=== PROBLEM TO WORK ON ===
Your response should consist of one number, the count of lines below that contain "commands".

*** DATA FOR REVIEW

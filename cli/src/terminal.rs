pub mod logging;
pub mod print;
pub mod spinner;
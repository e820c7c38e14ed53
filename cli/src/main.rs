mod commands;
mod terminal;

use std::process::ExitCode;

use commands::CommandLine;
use terminal::{logging, print};

#[tokio::main]
async fn main() -> ExitCode {
    let args = CommandLine::parse_args();
    logging::init(args.debug);

    match commands::query::query(&args).await {
        Ok(()) => ExitCode::SUCCESS,
        Err(err) => {
            print::error(&err);
            ExitCode::FAILURE
        }
    }
}
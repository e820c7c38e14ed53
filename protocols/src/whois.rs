//! WHOIS response parsing.
//!
//! Two shapes of response are handled: the registry record for a domain and
//! the RIR record for an address. Both are free-form `label: value` text that
//! varies between registries, so extraction is line-anchored and forgiving.

use std::collections::BTreeSet;

use ipq_common::IpqResult;
use ipq_common::record::{IpDetails, WhoisRecord};
use regex::Regex;
use tracing::debug;

#[derive(Clone, Copy, Debug, PartialEq, Eq)]
enum WhoisField {
    Domain,
    Registrar,
    Created,
    Updated,
    Expires,
    Status,
    Nameservers,
}

/// Field and the label it is matched by. Labels are lower case because the
/// response is lower-cased before matching.
const WHOIS_FIELDS: [(WhoisField, &str); 7] = [
    (WhoisField::Domain, "domain name"),
    (WhoisField::Registrar, "registrar"),
    (WhoisField::Created, "creation date"),
    (WhoisField::Updated, "updated date"),
    (WhoisField::Expires, "registry expiry date"),
    (WhoisField::Status, "domain status"),
    (WhoisField::Nameservers, "name server"),
];

/// Where an extracted value goes: single fields keep the first match, set
/// fields keep every distinct match.
enum Slot<'a> {
    One(&'a mut String),
    Many(&'a mut BTreeSet<String>),
}

impl WhoisField {
    fn slot(self, record: &mut WhoisRecord) -> Slot<'_> {
        match self {
            WhoisField::Domain => Slot::One(&mut record.domain),
            WhoisField::Registrar => Slot::One(&mut record.registrar),
            WhoisField::Created => Slot::One(&mut record.created),
            WhoisField::Updated => Slot::One(&mut record.updated),
            WhoisField::Expires => Slot::One(&mut record.expires),
            WhoisField::Status => Slot::Many(&mut record.status),
            WhoisField::Nameservers => Slot::Many(&mut record.nameservers),
        }
    }
}

/// Parses domain WHOIS responses into a [`WhoisRecord`].
pub struct WhoisParser {
    fields: Vec<(WhoisField, Regex)>,
}

impl WhoisParser {
    pub fn new() -> IpqResult<Self> {
        let fields = WHOIS_FIELDS
            .iter()
            .map(|&(field, label)| -> IpqResult<(WhoisField, Regex)> {
                let pattern = format!(r"(?m)^\s*{}: (.*)$", regex::escape(label));
                Ok((field, Regex::new(&pattern)?))
            })
            .collect::<IpqResult<Vec<_>>>()?;

        Ok(Self { fields })
    }

    /// Extracts every known field from `raw`.
    ///
    /// Anything not present keeps the record default, so an empty or
    /// unrecognised response yields a record of sentinels.
    pub fn parse(&self, raw: &str) -> WhoisRecord {
        let text = raw.to_lowercase();
        let mut record = WhoisRecord::default();

        for (field, rgx) in &self.fields {
            match field.slot(&mut record) {
                Slot::One(value) => {
                    if let Some(found) = first_capture(rgx, &text) {
                        *value = found;
                    }
                }
                Slot::Many(values) => values.extend(all_captures(rgx, &text)),
            }
        }

        debug!(
            domain = %record.domain,
            nameservers = record.nameservers.len(),
            status = record.status.len(),
            "parsed whois record"
        );
        record
    }
}

/// Labels for the address fields. These are regex fragments, not literals:
/// postal codes show up as `PostalCode`, `Postal Code` and with prefixes.
const IP_FIELDS: [(IpField, &str); 4] = [
    (IpField::City, "City"),
    (IpField::Country, "Country"),
    (IpField::Organization, "OrgName"),
    (IpField::Postal, r".*Postal\s?Code"),
];

#[derive(Clone, Copy, Debug)]
enum IpField {
    City,
    Country,
    Organization,
    Postal,
}

impl IpField {
    fn slot(self, details: &mut IpDetails) -> &mut String {
        match self {
            IpField::City => &mut details.city,
            IpField::Country => &mut details.country,
            IpField::Organization => &mut details.organization,
            IpField::Postal => &mut details.postal,
        }
    }
}

/// Parses RIR WHOIS responses for an address into [`IpDetails`].
///
/// Each field stands alone; a response with only a country still fills
/// in the country.
pub struct IpDetailsParser {
    fields: Vec<(IpField, Regex)>,
}

impl IpDetailsParser {
    pub fn new() -> IpqResult<Self> {
        let fields = IP_FIELDS
            .iter()
            .map(|&(field, label)| -> IpqResult<(IpField, Regex)> {
                let pattern = format!(r"(?m)^{label}:[ \t]+(.*)$");
                Ok((field, Regex::new(&pattern)?))
            })
            .collect::<IpqResult<Vec<_>>>()?;

        Ok(Self { fields })
    }

    pub fn parse(&self, raw: &str) -> IpDetails {
        let mut details = IpDetails::default();

        for (field, rgx) in &self.fields {
            if let Some(found) = first_capture(rgx, raw) {
                *field.slot(&mut details) = found;
            }
        }

        details
    }
}

/// Value of the first matching line, if it is not blank.
fn first_capture(rgx: &Regex, text: &str) -> Option<String> {
    rgx.captures(text)
        .and_then(|caps| caps.get(1))
        .map(|m| m.as_str().trim().to_string())
        .filter(|value| !value.is_empty())
}

fn all_captures<'a>(rgx: &'a Regex, text: &'a str) -> impl Iterator<Item = String> + 'a {
    rgx.captures_iter(text)
        .filter_map(|caps| caps.get(1))
        .map(|m| m.as_str().trim().to_string())
        .filter(|value| !value.is_empty())
}
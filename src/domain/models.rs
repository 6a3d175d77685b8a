//! Domain models
//!
//! Read-only projections of database rows plus the two write commands.
//! Everything here is request-scoped: built fresh from a query result,
//! handed to the view, then dropped. Inventory and capacity invariants are
//! enforced by the database, not by these types.

use chrono::{DateTime, Utc};
use rust_decimal::Decimal;

/// A storage tank joined with its fuel type.
#[derive(Debug, Clone, PartialEq)]
pub struct Tank {
    pub tank_id: i32,
    pub current_level_liters: Decimal,
    pub capacity_liters: Decimal,
    pub fuel_type_id: i32,
    pub fuel_name: String,
}

/// A fuel type with its current unit price.
#[derive(Debug, Clone, PartialEq)]
pub struct FuelPrice {
    pub fuel_type_id: i32,
    pub name: String,
    pub price_per_liter: Decimal,
}

/// Join-report row: one recorded sale across employee, pump and fuel type.
#[derive(Debug, Clone, PartialEq)]
pub struct SaleRecord {
    pub transaction_id: i32,
    pub employee_name: String,
    pub pump_number: i32,
    pub fuel_type: String,
    pub liters_sold: Decimal,
    pub total_amount: Decimal,
    pub sold_at: DateTime<Utc>,
}

/// Aggregate-report row: revenue totals per fuel type.
#[derive(Debug, Clone, PartialEq)]
pub struct FuelRevenue {
    pub fuel_type: String,
    pub total_revenue: Decimal,
    pub total_liters: Decimal,
    pub sales_count: i64,
}

/// Nested-report row: an employee with at least one transaction above the
/// all-time average amount.
#[derive(Debug, Clone, PartialEq)]
pub struct BigSpender {
    pub employee_id: i32,
    pub name: String,
}

/// Everything the status view needs. A failed section stays empty and adds
/// a warning; sections that did load still render.
#[derive(Debug, Clone, Default)]
pub struct DashboardData {
    pub tanks: Vec<Tank>,
    pub fuels: Vec<FuelPrice>,
    pub warnings: Vec<String>,
}

/// The three report result sets, with the same per-section degradation as
/// [`DashboardData`].
#[derive(Debug, Clone, Default)]
pub struct ReportsData {
    pub sales: Vec<SaleRecord>,
    pub fuel_totals: Vec<FuelRevenue>,
    pub big_spenders: Vec<BigSpender>,
    pub warnings: Vec<String>,
}

/// Validated input for the `process_sale` stored procedure.
#[derive(Debug, Clone, PartialEq)]
pub struct SaleCommand {
    pub pump_id: i32,
    pub employee_id: i32,
    pub liters_sold: Decimal,
}

/// Validated input for the `restock_tank` stored procedure.
#[derive(Debug, Clone, PartialEq)]
pub struct RestockCommand {
    pub tank_id: i32,
    pub liters_added: i32,
}
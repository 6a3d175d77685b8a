//! Infrastructure layer: external concerns (database access).

pub mod database;

pub use database::{DatabaseConfig, SeaOrmStationRepository};
//! HTTP interface: router, shared state and per-area modules.

pub mod common;
pub mod modules;
pub mod router;

pub use common::{Notice, NoticeKind, NoticeParams};
pub use router::{create_router, AppState};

******

=== RESPONSE BELOW ===
4